# Good Luck Engineers!



## CE_Gator (Apr 8, 2015)

I wish all the people taking the FE or PE, good luck!


----------



## matt267 PE (Apr 8, 2015)

CE_Gator said:


> I wish all the people taking the FE or PE, good luck!


lusone:


----------



## John QPE (Apr 8, 2015)

I need all your luck .... send it my way!!!!


----------



## Ken PE 3.1 (Apr 8, 2015)

Best of luck to all! Your hard work will be rewarded soon enough!


----------



## The Wizard (Apr 9, 2015)

I hope you all FAIL.

That way I'll have more job security.

j/k!!! Good luck everyone! Once you get this monkey off your back you'll be sooo relieved. Give it a 110% effort!! and may the Schwartz be with you.


----------



## NakedOrangie (Apr 9, 2015)

The Wizard said:


> I hope you all FAIL.
> 
> That way I'll have more job security.
> 
> j/k!!! Good luck everyone! Once you get this monkey off your back you'll be sooo relieved. Give it a 110% effort!! and may the Schwartz be with you.

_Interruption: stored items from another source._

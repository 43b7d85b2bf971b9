//! PDF text and image extraction
//!
//! This crate opens uploaded PDFs with lopdf and produces an
//! [`ExtractedDocument`]:
//!
//! - `text`: page-by-page plain text, concatenated in document order
//! - `images`: embedded image XObjects written to `page{p}_img{s}.{ext}`
//!
//! Page-level problems never abort the document. They are collected as
//! [`PageWarning`]s on the result; only a document that cannot be opened at
//! all is an error.

mod decode;
pub mod error;
pub mod images;
mod resources;
pub mod text;

use std::fs;
use std::path::{Path, PathBuf};

use lopdf::Document;
use sift_types::{ExtractedDocument, PageWarning};
use tracing::{debug, info, warn};

pub use error::ExtractError;
pub use images::PageOutcome;

fn load(bytes: &[u8]) -> Result<Document, ExtractError> {
    Document::load_mem(bytes).map_err(|e| ExtractError::DocumentParse(e.to_string()))
}

/// Plain text of every page, without touching the filesystem
pub fn extract_text(bytes: &[u8]) -> Result<String, ExtractError> {
    let doc = load(bytes)?;
    let mut warnings = Vec::new();
    let text = document_text(&doc, bytes, &mut warnings);
    for warning in &warnings {
        warn!("{}", warning);
    }
    Ok(text)
}

/// Per-page text, falling back to a whole-document pass when the pages
/// yield nothing
fn document_text(doc: &Document, bytes: &[u8], warnings: &mut Vec<PageWarning>) -> String {
    let pages = doc.get_pages();
    let raw_text = text::extract_pages(doc, &pages, warnings);
    if raw_text.trim().is_empty() && !pages.is_empty() {
        if let Some(fallback) = text::extract_whole_document(bytes) {
            debug!("Per-page text was empty, using whole-document pass");
            return fallback;
        }
    }
    raw_text
}

/// Extracts text and images, writing images below a fixed directory
#[derive(Debug, Clone)]
pub struct PdfExtractor {
    images_dir: PathBuf,
}

impl PdfExtractor {
    pub fn new(images_dir: impl Into<PathBuf>) -> Self {
        Self {
            images_dir: images_dir.into(),
        }
    }

    /// Extract from a persisted upload
    pub fn extract_file(&self, path: &Path) -> Result<ExtractedDocument, ExtractError> {
        let bytes = fs::read(path)?;
        self.extract(&bytes)
    }

    /// Extract text and images from PDF bytes
    pub fn extract(&self, bytes: &[u8]) -> Result<ExtractedDocument, ExtractError> {
        let doc = load(bytes)?;
        let pages = doc.get_pages();
        let page_count = pages.len() as u32;
        debug!("Opened PDF with {} pages", page_count);

        let mut warnings: Vec<PageWarning> = Vec::new();

        let raw_text = document_text(&doc, bytes, &mut warnings);

        fs::create_dir_all(&self.images_dir)?;

        let mut images = Vec::new();
        for (&page_num, &page_id) in &pages {
            match images::extract_page_images(&doc, page_num, page_id, &self.images_dir) {
                PageOutcome::Images {
                    images: page_images,
                    warnings: page_warnings,
                } => {
                    images.extend(page_images);
                    warnings.extend(page_warnings);
                }
                PageOutcome::Skipped(warning) => {
                    warn!("Skipping images on {}", warning);
                    warnings.push(warning);
                }
            }
        }

        info!(
            "Extracted {} chars and {} images from {} pages ({} warnings)",
            raw_text.len(),
            images.len(),
            page_count,
            warnings.len()
        );

        Ok(ExtractedDocument {
            raw_text,
            images,
            page_count,
            warnings,
        })
    }
}


#[cfg(test)]
mod tests {
    use super::test_support::{build_pdf, PageImages};
    use super::*;
    use pretty_assertions::assert_eq;
    use sift_types::ImageFormat;

    #[test]
    fn test_garbage_is_a_document_error() {
        let dir = tempfile::tempdir().unwrap();
        let extractor = PdfExtractor::new(dir.path());
        let result = extractor.extract(b"this is not a pdf");
        assert!(matches!(result, Err(ExtractError::DocumentParse(_))));
    }

    #[test]
    fn test_page_count() {
        let dir = tempfile::tempdir().unwrap();
        let pdf = build_pdf(vec![
            (vec!["one"], PageImages::None),
            (vec!["two"], PageImages::None),
            (vec!["three"], PageImages::None),
        ]);
        let doc = PdfExtractor::new(dir.path()).extract(&pdf).unwrap();
        assert_eq!(doc.page_count, 3);
    }

    #[test]
    fn test_text_follows_page_order() {
        let dir = tempfile::tempdir().unwrap();
        let pdf = build_pdf(vec![
            (vec!["Alpha line"], PageImages::None),
            (vec!["Beta line"], PageImages::None),
        ]);
        let doc = PdfExtractor::new(dir.path()).extract(&pdf).unwrap();

        assert_eq!(doc.page_count, 2);
        let alpha = doc.raw_text.find("Alpha line").expect("page 1 text");
        let beta = doc.raw_text.find("Beta line").expect("page 2 text");
        assert!(alpha < beta);
        assert!(doc.has_text());
    }

    #[test]
    fn test_images_are_named_by_page_and_sequence() {
        let dir = tempfile::tempdir().unwrap();
        let pdf = build_pdf(vec![
            (vec!["no images here"], PageImages::None),
            (vec!["raw"], PageImages::Rgb(2, 1, vec![255, 0, 0, 0, 0, 255])),
            (vec!["jpeg"], PageImages::Jpeg(vec![0xFF, 0xD8, 0xFF, 0xD9])),
        ]);
        let doc = PdfExtractor::new(dir.path()).extract(&pdf).unwrap();

        assert_eq!(doc.images.len(), 2);
        assert_eq!(doc.images[0].page_index, 2);
        assert_eq!(doc.images[0].sequence_in_page, 1);
        assert_eq!(doc.images[0].format, ImageFormat::Png);
        assert_eq!(doc.images[1].page_index, 3);
        assert_eq!(doc.images[1].format, ImageFormat::Jpeg);

        assert!(dir.path().join("page2_img1.png").exists());
        let jpeg = std::fs::read(dir.path().join("page3_img1.jpeg")).unwrap();
        assert_eq!(jpeg, vec![0xFF, 0xD8, 0xFF, 0xD9]);
    }

    #[test]
    fn test_flate_image_is_extracted_as_png() {
        let dir = tempfile::tempdir().unwrap();
        let samples: Vec<u8> = (0..24).map(|i| (i * 10) as u8).collect();
        let pdf = build_pdf(vec![(
            vec!["compressed picture"],
            PageImages::FlateRgb(4, 2, samples.clone()),
        )]);
        let doc = PdfExtractor::new(dir.path()).extract(&pdf).unwrap();

        assert!(doc.warnings.is_empty(), "{:?}", doc.warnings);
        assert_eq!(doc.images.len(), 1);
        assert_eq!(doc.images[0].format, ImageFormat::Png);

        let file = std::fs::File::open(dir.path().join("page1_img1.png")).unwrap();
        let mut reader = png::Decoder::new(file).read_info().unwrap();
        let mut pixels = vec![0; reader.output_buffer_size()];
        let info = reader.next_frame(&mut pixels).unwrap();
        assert_eq!((info.width, info.height), (4, 2));
        pixels.truncate(info.buffer_size());
        assert_eq!(pixels, samples);
    }

    #[test]
    fn test_broken_pages_do_not_abort_extraction() {
        let dir = tempfile::tempdir().unwrap();
        let pdf = build_pdf(vec![
            (vec!["first"], PageImages::NoResources),
            (vec!["second"], PageImages::Dangling),
            (vec!["third"], PageImages::Jpeg(vec![0xFF, 0xD8, 0xFF, 0xD9])),
        ]);
        let doc = PdfExtractor::new(dir.path()).extract(&pdf).unwrap();

        assert_eq!(doc.images.len(), 1);
        assert_eq!(doc.images[0].page_index, 3);
        assert!(doc
            .warnings
            .iter()
            .any(|w| matches!(w, PageWarning::Structure { page: 1, .. })));
        assert!(doc
            .warnings
            .iter()
            .any(|w| matches!(w, PageWarning::Structure { page: 2, .. })));
    }

    #[test]
    fn test_extract_text_only() {
        let pdf = build_pdf(vec![
            (vec!["Summary source"], PageImages::Rgb(1, 1, vec![0, 0, 0])),
        ]);
        let text = extract_text(&pdf).unwrap();
        assert!(text.contains("Summary source"));
        assert!(matches!(
            extract_text(b"%PDF-garbage"),
            Err(ExtractError::DocumentParse(_))
        ));
    }

    #[test]
    fn test_extract_file_reads_from_disk() {
        let dir = tempfile::tempdir().unwrap();
        let pdf = build_pdf(vec![(vec!["on disk"], PageImages::None)]);
        let upload = dir.path().join("upload.pdf");
        std::fs::write(&upload, &pdf).unwrap();

        let doc = PdfExtractor::new(dir.path().join("images"))
            .extract_file(&upload)
            .unwrap();
        assert!(doc.raw_text.contains("on disk"));
        assert!(dir.path().join("images").is_dir());
    }
}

Good thing I kept reading because I was getting ready to post :banhim:

Let's all knock the test out of the way! I know I'll be sobbing and drowning myself in booze once my national and seismic are out of the way!


----------



## The Wizard (Apr 9, 2015)

Get 'er done NakedOrangie!! Best of luck bud!


----------



## mustang462002 (Apr 13, 2015)

Good luck guys. If you studied as much as reasonably possible you are certainly a winner and deserve a congratulation.


----------